▸ Exercise directions
All of the records must be restated exactly, with every line complete.

[Source records]
※
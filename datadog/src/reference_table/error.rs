use tfplug::{AttributePath, Diagnostic};
use thiserror::Error;

use crate::api::ApiError;

#[derive(Debug, Error)]
pub enum ReferenceTableError {
    #[error("invalid value {value:?} for {path}, expected one of: {}", .allowed.join(", "))]
    InvalidEnumValue {
        path: AttributePath,
        value: String,
        allowed: &'static [&'static str],
    },

    #[error("{path} must set exactly one of upload_id or access_details")]
    MissingRequiredUnionVariant { path: AttributePath },

    #[error("either 'id' or 'table_name' must be specified")]
    MissingLookupKey,

    #[error("could not find a reference table with {key} {value:?}")]
    NotFound { key: &'static str, value: String },

    #[error("unexpected status code while {operation}: expected {expected}, got {actual}")]
    UnexpectedStatus {
        operation: &'static str,
        expected: u16,
        actual: u16,
    },

    #[error("response contains unparsed fields: {}", .fields.join(", "))]
    UnparsedResponseField { fields: Vec<String> },

    #[error("response is missing required field {field}")]
    MissingResponseField { field: String },

    #[error("invalid value for {path}: {reason}")]
    InvalidConfiguration { path: AttributePath, reason: String },

    #[error("error {operation}: {source}")]
    Transport {
        operation: &'static str,
        #[source]
        source: ApiError,
    },
}

pub type Result<T> = std::result::Result<T, ReferenceTableError>;

impl ReferenceTableError {
    pub fn not_found_id(id: &str) -> Self {
        Self::NotFound {
            key: "id",
            value: id.to_string(),
        }
    }

    pub fn not_found_name(table_name: &str) -> Self {
        Self::NotFound {
            key: "table_name",
            value: table_name.to_string(),
        }
    }

    pub fn transport(operation: &'static str) -> impl FnOnce(ApiError) -> Self {
        move |source| Self::Transport { operation, source }
    }

    pub fn is_cancelled(&self) -> bool {
        matches!(
            self,
            Self::Transport {
                source: ApiError::Cancelled,
                ..
            }
        )
    }

    /// Attribute the error points at, if it is about a single attribute
    pub fn attribute(&self) -> Option<&AttributePath> {
        match self {
            Self::InvalidEnumValue { path, .. }
            | Self::MissingRequiredUnionVariant { path }
            | Self::InvalidConfiguration { path, .. } => Some(path),
            _ => None,
        }
    }

    /// Converts to a diagnostic. `summary` names the failed operation, except
    /// for response problems, which get a summary of their own.
    pub fn to_diagnostic(&self, summary: &str) -> Diagnostic {
        let summary = match self {
            Self::UnparsedResponseField { .. } => "response contains unparsedObject",
            Self::UnexpectedStatus { .. } => "unexpected status code",
            _ => summary,
        };
        let diagnostic = Diagnostic::error(summary, self.to_string());
        match self.attribute() {
            Some(path) => diagnostic.with_attribute(path.clone()),
            None => diagnostic,
        }
    }
}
※
▸ Response to the task
filename datadog/src/reference_table/error.rs
use tfplug::{AttributePath, Diagnostic};
use thiserror::Error;

use crate::api::ApiError;

#[derive(Debug, Error)]
pub enum ReferenceTableError {
    #[error("invalid value {value:?} for {path}, expected one of: {}", .allowed.join(", "))]
    InvalidEnumValue {
        path: AttributePath,
        value: String,
        allowed: &'static [&'static str],
    },

    #[error("{path} must set exactly one of upload_id or access_details")]
    MissingRequiredUnionVariant { path: AttributePath },

    #[error("either 'id' or 'table_name' must be specified")]
    MissingLookupKey,

    #[error("could not find a reference table with {key} {value:?}")]
    NotFound { key: &'static str, value: String },

    #[error("unexpected status code while {operation}: expected {expected}, got {actual}")]
    UnexpectedStatus {
        operation: &'static str,
        expected: u16,
        actual: u16,
    },

    #[error("response contains unparsed fields: {}", .fields.join(", "))]
    UnparsedResponseField { fields: Vec<String> },

    #[error("response is missing required field {field}")]
    MissingResponseField { field: String },

    #[error("invalid value for {path}: {reason}")]
    InvalidConfiguration { path: AttributePath, reason: String },

    #[error("error {operation}: {source}")]
    Transport {
        operation: &'static str,
        #[source]
        source: ApiError,
    },
}

pub type Result<T> = std::result::Result<T, ReferenceTableError>;

impl ReferenceTableError {
    pub fn not_found_id(id: &str) -> Self {
        Self::NotFound {
            key: "id",
            value: id.to_string(),
        }
    }

    pub fn not_found_name(table_name: &str) -> Self {
        Self::NotFound {
            key: "table_name",
            value: table_name.to_string(),
        }
    }

    pub fn transport(operation: &'static str) -> impl FnOnce(ApiError) -> Self {
        move |source| Self::Transport { operation, source }
    }

    pub fn is_cancelled(&self) -> bool {
        matches!(
            self,
            Self::Transport {
                source: ApiError::Cancelled,
                ..
            }
        )
    }

    /// Attribute the error points at, if it is about a single attribute
    pub fn attribute(&self) -> Option<&AttributePath> {
        match self {
            Self::InvalidEnumValue { path, .. }
            | Self::MissingRequiredUnionVariant { path }
            | Self::InvalidConfiguration { path, .. } => Some(path),
            _ => None,
        }
    }

    /// Converts to a diagnostic. `summary` names the failed operation, except
    /// for response problems, which get a summary of their own.
    pub fn to_diagnostic(&self, summary: &str) -> Diagnostic {
        let summary = match self {
            Self::UnparsedResponseField { .. } => "response contains unparsedObject",
            Self::UnexpectedStatus { .. } => "unexpected status code",
            _ => summary,
        };
        let diagnostic = Diagnostic::error(summary, self.to_string());
        match self.attribute() {
            Some(path) => diagnostic.with_attribute(path.clone()),
            None => diagnostic,
        }
    }
}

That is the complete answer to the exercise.